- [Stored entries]
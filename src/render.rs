//! Terminal rendering for menus, questions and reports.
//!
//! Every function writes to a caller-supplied `Write`, so output can be
//! captured in tests. Colors come from an explicit [`Palette`].

use crate::env::SOURCE_VAR;
use crate::error::ExtractError;
use crate::item::ItemKind;
use crate::quiz::{Question, SessionResult, Tier, Verdict};
use crate::stats::Stats;
use std::io::{Result, Write};

const INSTALL_URL: &str = "https://github.com/nikolay-e/mac-dev-setup";

/// ANSI escape sequences used for output. [`Palette::plain`] has them all empty.
#[derive(Debug, Clone, PartialEq, Eq)]
pub struct Palette {
    pub green: &'static str,
    pub red: &'static str,
    pub blue: &'static str,
    pub yellow: &'static str,
    pub magenta: &'static str,
    pub cyan: &'static str,
    pub bold: &'static str,
    pub reset: &'static str,
}

impl Palette {
    pub fn new(color: bool) -> Self {
        if color { Self::ansi() } else { Self::plain() }
    }

    pub fn ansi() -> Self {
        Self {
            green: "\x1b[92m",
            red: "\x1b[91m",
            blue: "\x1b[94m",
            yellow: "\x1b[93m",
            magenta: "\x1b[95m",
            cyan: "\x1b[96m",
            bold: "\x1b[1m",
            reset: "\x1b[0m",
        }
    }

    pub fn plain() -> Self {
        Self {
            green: "",
            red: "",
            blue: "",
            yellow: "",
            magenta: "",
            cyan: "",
            bold: "",
            reset: "",
        }
    }

    fn kind_color(&self, kind: ItemKind) -> &'static str {
        match kind {
            ItemKind::Alias => self.green,
            ItemKind::Function => self.blue,
        }
    }
}

fn kind_symbol(kind: ItemKind) -> &'static str {
    match kind {
        ItemKind::Alias => "📎",
        ItemKind::Function => "⚙️",
    }
}

fn rule(out: &mut dyn Write, width: usize) -> Result<()> {
    writeln!(out, "{}", "=".repeat(width))
}

pub fn main_menu(out: &mut dyn Write, p: &Palette) -> Result<()> {
    writeln!(out, "\n{}{}🚀 Mac Dev Setup - Learn Shortcuts{}", p.bold, p.cyan, p.reset)?;
    rule(out, 40)?;
    writeln!(out, "1. {}📊 Show Statistics{}", p.green, p.reset)?;
    writeln!(out, "2. {}🎯 Quiz All Items{}", p.magenta, p.reset)?;
    writeln!(out, "3. {}📚 Quiz by Category{}", p.yellow, p.reset)?;
    writeln!(out, "4. {}🎭 Quiz by Type{}", p.blue, p.reset)?;
    writeln!(out, "5. {}🚪 Exit{}", p.red, p.reset)
}

pub fn stats(out: &mut dyn Write, p: &Palette, stats: &Stats) -> Result<()> {
    writeln!(out, "\n{}{}📊 Available Items{}", p.bold, p.cyan, p.reset)?;
    rule(out, 50)?;
    writeln!(out, "Total: {}{}{} items", p.bold, stats.total, p.reset)?;
    writeln!(out, "  • {}{}{} aliases", p.green, stats.by_kind.aliases, p.reset)?;
    writeln!(out, "  • {}{}{} functions", p.blue, stats.by_kind.functions, p.reset)?;

    writeln!(out, "\n{}By Category:{}", p.bold, p.reset)?;
    for (category, counts) in &stats.by_category {
        writeln!(
            out,
            "  {}{:<15}{} {:>2} aliases, {:>2} functions",
            p.yellow, category, p.reset, counts.aliases, counts.functions
        )?;
    }
    Ok(())
}

/// Numbered list of categories, in the order of `stats.by_category`.
pub fn category_menu(out: &mut dyn Write, p: &Palette, stats: &Stats) -> Result<()> {
    writeln!(out, "\n{}{}📚 Select Category{}", p.bold, p.cyan, p.reset)?;
    rule(out, 30)?;
    for (idx, (category, counts)) in stats.by_category.iter().enumerate() {
        writeln!(
            out,
            "{:>2}. {}{:<15}{} ({} items)",
            idx + 1,
            p.yellow,
            category,
            p.reset,
            counts.total()
        )?;
    }
    Ok(())
}

pub fn kind_menu(out: &mut dyn Write, p: &Palette) -> Result<()> {
    writeln!(out, "\n{}{}🎯 Select Type{}", p.bold, p.cyan, p.reset)?;
    rule(out, 25)?;
    writeln!(out, "1. {}Aliases only{}", p.green, p.reset)?;
    writeln!(out, "2. {}Functions only{}", p.blue, p.reset)
}

/// Prompt text for a menu choice, e.g. `Choose option (1-5): `.
pub fn choice_prompt(p: &Palette, what: &str, max: usize) -> String {
    format!("\n{}Choose {what} (1-{max}): {}", p.bold, p.reset)
}

pub fn answer_prompt(p: &Palette) -> String {
    format!("   {}Enter command: {}", p.bold, p.reset)
}

pub fn quiz_header(out: &mut dyn Write, p: &Palette, title: &str, total: usize) -> Result<()> {
    writeln!(out, "\n{}{}🎓 {title} Quiz{}", p.bold, p.magenta, p.reset)?;
    rule(out, title.chars().count() + 10)?;
    writeln!(out, "Total items: {}{total}{}", p.bold, p.reset)?;
    writeln!(out, "{}Press Ctrl+C to quit at any time{}\n", p.cyan, p.reset)
}

pub fn question(out: &mut dyn Write, p: &Palette, question: &Question<'_>) -> Result<()> {
    let item = question.item;
    writeln!(
        out,
        "{}[{}/{}]{} {}{}{} {}{}{}",
        p.bold,
        question.number,
        question.total,
        p.reset,
        p.kind_color(item.kind()),
        kind_symbol(item.kind()),
        p.reset,
        p.yellow,
        item.category(),
        p.reset
    )?;
    writeln!(out, "   {}", item.description())
}

pub fn feedback(
    out: &mut dyn Write,
    p: &Palette,
    question: &Question<'_>,
    verdict: Verdict,
) -> Result<()> {
    match verdict {
        Verdict::Correct => writeln!(out, "   {}✅ Correct!{}\n", p.green, p.reset),
        Verdict::Incorrect => {
            writeln!(out, "   {}❌ Incorrect{}", p.red, p.reset)?;
            writeln!(
                out,
                "   {}Answer:{} {}{}{}",
                p.bold,
                p.reset,
                p.cyan,
                question.item.name(),
                p.reset
            )?;
            writeln!(out, "   {}Runs:{} {}\n", p.bold, p.reset, question.item.command())
        }
    }
}

pub fn interrupted(out: &mut dyn Write, p: &Palette) -> Result<()> {
    writeln!(out, "\n\n{}Quiz interrupted by user.{}\n", p.yellow, p.reset)
}

pub fn nothing_to_quiz(out: &mut dyn Write, p: &Palette) -> Result<()> {
    writeln!(out, "{}No items found to quiz on.{}", p.red, p.reset)
}

pub fn invalid_choice(out: &mut dyn Write, p: &Palette) -> Result<()> {
    writeln!(out, "{}Invalid choice!{}", p.red, p.reset)
}

pub fn invalid_menu_choice(out: &mut dyn Write, p: &Palette, options: usize) -> Result<()> {
    writeln!(out, "{}Invalid choice! Please enter 1-{options}.{}", p.red, p.reset)
}

pub fn cancelled(out: &mut dyn Write, p: &Palette) -> Result<()> {
    writeln!(out, "\n{}Cancelled.{}", p.yellow, p.reset)
}

/// Final score and a tier message mentioning the quiz title.
pub fn summary(out: &mut dyn Write, p: &Palette, title: &str, result: &SessionResult) -> Result<()> {
    let percentage = result.percentage().unwrap_or(0.0);
    writeln!(out, "\n{}{}🏆 Final Score{}", p.bold, p.cyan, p.reset)?;
    rule(out, 20)?;
    writeln!(
        out,
        "Score: {}{}/{}{} ({percentage:.1}%)",
        p.bold, result.score, result.total, p.reset
    )?;

    let title = title.to_lowercase();
    match result.tier() {
        Some(Tier::Perfect) => {
            writeln!(out, "{}🎉 Perfect! You know all the {title}!{}", p.green, p.reset)?
        }
        Some(Tier::Excellent) => writeln!(
            out,
            "{}🌟 Excellent! You know most of the {title}.{}",
            p.green, p.reset
        )?,
        Some(Tier::Good) => {
            writeln!(out, "{}👍 Good progress! Keep practicing.{}", p.yellow, p.reset)?
        }
        Some(Tier::GettingThere) => writeln!(
            out,
            "{}📚 Getting there! These shortcuts will save you time.{}",
            p.yellow, p.reset
        )?,
        Some(Tier::NeedsPractice) => writeln!(
            out,
            "{}📖 Keep practicing - these tools boost productivity!{}",
            p.red, p.reset
        )?,
        None => {}
    }
    writeln!(out)
}

/// Diagnostic for a definitions file that could not be loaded.
pub fn source_error(out: &mut dyn Write, p: &Palette, err: &ExtractError) -> Result<()> {
    if err.is_missing() {
        writeln!(out, "{}Alias file not found: {}{}", p.red, err.path().display(), p.reset)?;
        writeln!(out, "\nMake sure mac-dev-setup is installed and aliases are linked.")
    } else {
        writeln!(out, "{}Error reading alias file: {err}{}", p.red, p.reset)
    }
}

pub fn source_unknown(out: &mut dyn Write, p: &Palette) -> Result<()> {
    writeln!(
        out,
        "{}Cannot locate the alias file: no home directory and {SOURCE_VAR} is not set.{}",
        p.red, p.reset
    )
}

pub fn install_hint(out: &mut dyn Write, p: &Palette) -> Result<()> {
    writeln!(out, "{}Please install mac-dev-setup first: {INSTALL_URL}{}", p.red, p.reset)
}

pub fn goodbye(out: &mut dyn Write, p: &Palette) -> Result<()> {
    writeln!(out, "\n{}Goodbye! 👋{}", p.cyan, p.reset)
}

pub fn farewell(out: &mut dyn Write, p: &Palette) -> Result<()> {
    writeln!(out, "{}Happy coding! 🎉{}", p.cyan, p.reset)
}
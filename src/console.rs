//! Line input for menus and quiz answers.
//!
//! [`Terminal`] reads from the real terminal through rustyline, [`ScriptedInput`]
//! replays a fixed list of inputs so the whole menu can be exercised in tests.

use crate::quiz::{Prompter, Question, Reply, Verdict};
use crate::render::{self, Palette};
use rustyline::DefaultEditor;
use rustyline::error::ReadlineError;
use std::collections::VecDeque;
use std::io::Write;
use tracing::warn;

/// One read from the user.
#[derive(Debug, Clone, PartialEq, Eq)]
pub enum Input {
    Line(String),
    /// Ctrl+C
    Interrupted,
    /// Ctrl+D or closed input
    Eof,
}

/// Source of user input lines.
pub trait LineSource {
    /// Show `prompt` and read one line.
    fn read_line(&mut self, prompt: &str) -> anyhow::Result<Input>;
}

/// Interactive terminal input with line editing and answer history.
pub struct Terminal {
    editor: DefaultEditor,
}

impl Terminal {
    pub fn new() -> anyhow::Result<Self> {
        Ok(Self {
            editor: DefaultEditor::new()
                .map_err(|err| anyhow::anyhow!("failed to initialize line editor: {err}"))?,
        })
    }
}

impl LineSource for Terminal {
    fn read_line(&mut self, prompt: &str) -> anyhow::Result<Input> {
        match self.editor.readline(prompt) {
            Ok(line) => {
                if !line.trim().is_empty() {
                    self.editor
                        .add_history_entry(line.as_str())
                        .map_err(|err| anyhow::anyhow!("failed to record history: {err}"))?;
                }
                Ok(Input::Line(line))
            }
            Err(ReadlineError::Interrupted) => Ok(Input::Interrupted),
            Err(ReadlineError::Eof) => Ok(Input::Eof),
            Err(err) => Err(anyhow::anyhow!("failed to read line: {err}")),
        }
    }
}

/// Memory-backed input. Yields [`Input::Eof`] once the script is exhausted.
#[derive(Debug, Default)]
pub struct ScriptedInput {
    inputs: VecDeque<Input>,
    /// Prompts shown so far, in order.
    pub prompts: Vec<String>,
}

impl ScriptedInput {
    pub fn new(inputs: impl IntoIterator<Item = Input>) -> Self {
        Self {
            inputs: inputs.into_iter().collect(),
            prompts: Vec::new(),
        }
    }

    /// Convenience: every entry is a typed line.
    pub fn from_lines<S: Into<String>>(lines: impl IntoIterator<Item = S>) -> Self {
        Self::new(lines.into_iter().map(|l| Input::Line(l.into())))
    }
}

impl LineSource for ScriptedInput {
    fn read_line(&mut self, prompt: &str) -> anyhow::Result<Input> {
        self.prompts.push(prompt.to_string());
        Ok(self.inputs.pop_front().unwrap_or(Input::Eof))
    }
}

/// [`Prompter`] that renders questions to a writer and reads answers from a
/// [`LineSource`].
///
/// Read failures end the session like a cancellation; write failures are logged
/// and otherwise ignored so that a score is always produced.
pub struct ConsolePrompter<'a> {
    input: &'a mut dyn LineSource,
    out: &'a mut dyn Write,
    palette: &'a Palette,
}

impl<'a> ConsolePrompter<'a> {
    pub fn new(input: &'a mut dyn LineSource, out: &'a mut dyn Write, palette: &'a Palette) -> Self {
        Self {
            input,
            out,
            palette,
        }
    }
}

impl Prompter for ConsolePrompter<'_> {
    fn ask(&mut self, question: &Question<'_>) -> Reply {
        let shown = render::question(self.out, self.palette, question).and_then(|()| self.out.flush());
        if let Err(err) = shown {
            warn!(error = %err, "failed to write question");
        }

        match self.input.read_line(&render::answer_prompt(self.palette)) {
            Ok(Input::Line(line)) => Reply::Answer(line),
            Ok(Input::Interrupted | Input::Eof) => Reply::Cancel,
            Err(err) => {
                warn!(error = %err, "failed to read answer, ending session");
                Reply::Cancel
            }
        }
    }

    fn feedback(&mut self, question: &Question<'_>, verdict: Verdict) {
        if let Err(err) = render::feedback(self.out, self.palette, question, verdict) {
            warn!(error = %err, "failed to write feedback");
        }
    }
}

#[cfg(test)]
mod tests {
    use super::*;
    use crate::item::Item;
    use crate::quiz::run_session;
    use crate::select::select_all;

    #[test]
    fn test_scripted_input_replays_then_reports_eof() {
        let mut input = ScriptedInput::new([Input::Line("1".to_string()), Input::Interrupted]);
        assert_eq!(input.read_line("a> ").unwrap(), Input::Line("1".to_string()));
        assert_eq!(input.read_line("b> ").unwrap(), Input::Interrupted);
        assert_eq!(input.read_line("c> ").unwrap(), Input::Eof);
        assert_eq!(input.prompts, vec!["a> ", "b> ", "c> "]);
    }

    #[test]
    fn test_console_prompter_runs_a_session() {
        let items = vec![Item::alias("gs", "git status", "Show working tree status", "Git")];
        let mut input = ScriptedInput::from_lines(["gs"]);
        let mut out: Vec<u8> = Vec::new();
        let palette = Palette::plain();

        let result = {
            let mut prompter = ConsolePrompter::new(&mut input, &mut out, &palette);
            run_session(&select_all(&items), &mut prompter)
        };

        assert_eq!(result.score, 1);
        assert_eq!(input.prompts, vec!["   Enter command: "]);
        let s = String::from_utf8(out).unwrap();
        assert!(s.contains("[1/1]"));
        assert!(s.contains("Show working tree status"));
        assert!(s.contains("✅ Correct!"));
    }

    #[test]
    fn test_console_prompter_cancels_on_interrupt() {
        let items = vec![
            Item::alias("gs", "git status", "Show status", "Git"),
            Item::alias("gd", "git diff", "Show diff", "Git"),
        ];
        let mut input = ScriptedInput::new([Input::Interrupted]);
        let mut out: Vec<u8> = Vec::new();
        let palette = Palette::plain();

        let result = {
            let mut prompter = ConsolePrompter::new(&mut input, &mut out, &palette);
            run_session(&select_all(&items), &mut prompter)
        };

        assert_eq!(result.score, 0);
        assert_eq!(result.total, 2);
        assert_eq!(result.answered, 0);
    }
}
//! Narrowing an item pool down to what a quiz should ask.
//!
//! Selections borrow from the pool and keep the original relative order; the
//! pool itself is never touched.

use crate::item::{Item, ItemKind};

/// A way of picking items out of a pool.
#[derive(Debug, Clone, PartialEq, Eq)]
pub enum Selection {
    All,
    Category(String),
    Kind(ItemKind),
}

impl Selection {
    pub fn apply<'a>(&self, items: &'a [Item]) -> Vec<&'a Item> {
        match self {
            Selection::All => select_all(items),
            Selection::Category(name) => select_by_category(items, name),
            Selection::Kind(kind) => select_by_kind(items, *kind),
        }
    }

    /// Human-readable name for quiz headers, e.g. "Git Category".
    pub fn title(&self) -> String {
        match self {
            Selection::All => "All Items".to_string(),
            Selection::Category(name) => format!("{name} Category"),
            Selection::Kind(ItemKind::Alias) => "Aliases Only".to_string(),
            Selection::Kind(ItemKind::Function) => "Functions Only".to_string(),
        }
    }
}

pub fn select_all(items: &[Item]) -> Vec<&Item> {
    items.iter().collect()
}

/// Items whose category is exactly `category`. Unknown or empty names select nothing.
pub fn select_by_category<'a>(items: &'a [Item], category: &str) -> Vec<&'a Item> {
    items.iter().filter(|i| i.category() == category).collect()
}

pub fn select_by_kind(items: &[Item], kind: ItemKind) -> Vec<&Item> {
    items.iter().filter(|i| i.kind() == kind).collect()
}

#[cfg(test)]
mod tests {
    use super::*;
    use pretty_assertions::assert_eq;

    fn pool() -> Vec<Item> {
        vec![
            Item::alias("gs", "git status", "Show status", "Git"),
            Item::alias("dps", "docker ps", "List containers", "Docker"),
            Item::function("gclean", "Prune merged branches", "Git"),
            Item::alias("gd", "git diff", "Show diff", "Git"),
        ]
    }

    fn names(items: &[&Item]) -> Vec<String> {
        items.iter().map(|i| i.name().to_string()).collect()
    }

    #[test]
    fn test_select_all_returns_whole_pool_in_order() {
        let items = pool();
        assert_eq!(names(&select_all(&items)), vec!["gs", "dps", "gclean", "gd"]);
    }

    #[test]
    fn test_select_by_category_preserves_order() {
        let items = pool();
        let before = items.clone();
        let git = select_by_category(&items, "Git");
        assert_eq!(names(&git), vec!["gs", "gclean", "gd"]);
        assert_eq!(items, before);
    }

    #[test]
    fn test_unknown_or_empty_category_selects_nothing() {
        let items = pool();
        assert!(select_by_category(&items, "Kafka").is_empty());
        assert!(select_by_category(&items, "").is_empty());
        // exact match only
        assert!(select_by_category(&items, "git").is_empty());
    }

    #[test]
    fn test_select_by_kind() {
        let items = pool();
        assert_eq!(names(&select_by_kind(&items, ItemKind::Function)), vec!["gclean"]);
        assert_eq!(
            names(&select_by_kind(&items, ItemKind::Alias)),
            vec!["gs", "dps", "gd"]
        );
    }

    #[test]
    fn test_selection_apply_and_title() {
        let items = pool();
        let selection = Selection::Category("Docker".to_string());
        assert_eq!(names(&selection.apply(&items)), vec!["dps"]);
        assert_eq!(selection.title(), "Docker Category");
        assert_eq!(Selection::All.apply(&items).len(), 4);
        assert_eq!(Selection::Kind(ItemKind::Alias).title(), "Aliases Only");
    }
}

- [What the task requires] Collect each line of the entries that has the word "menus", copying it in full.

- [Response to this task]
//! Terminal rendering for menus, questions and reports.
//! Line input for menus and quiz answers.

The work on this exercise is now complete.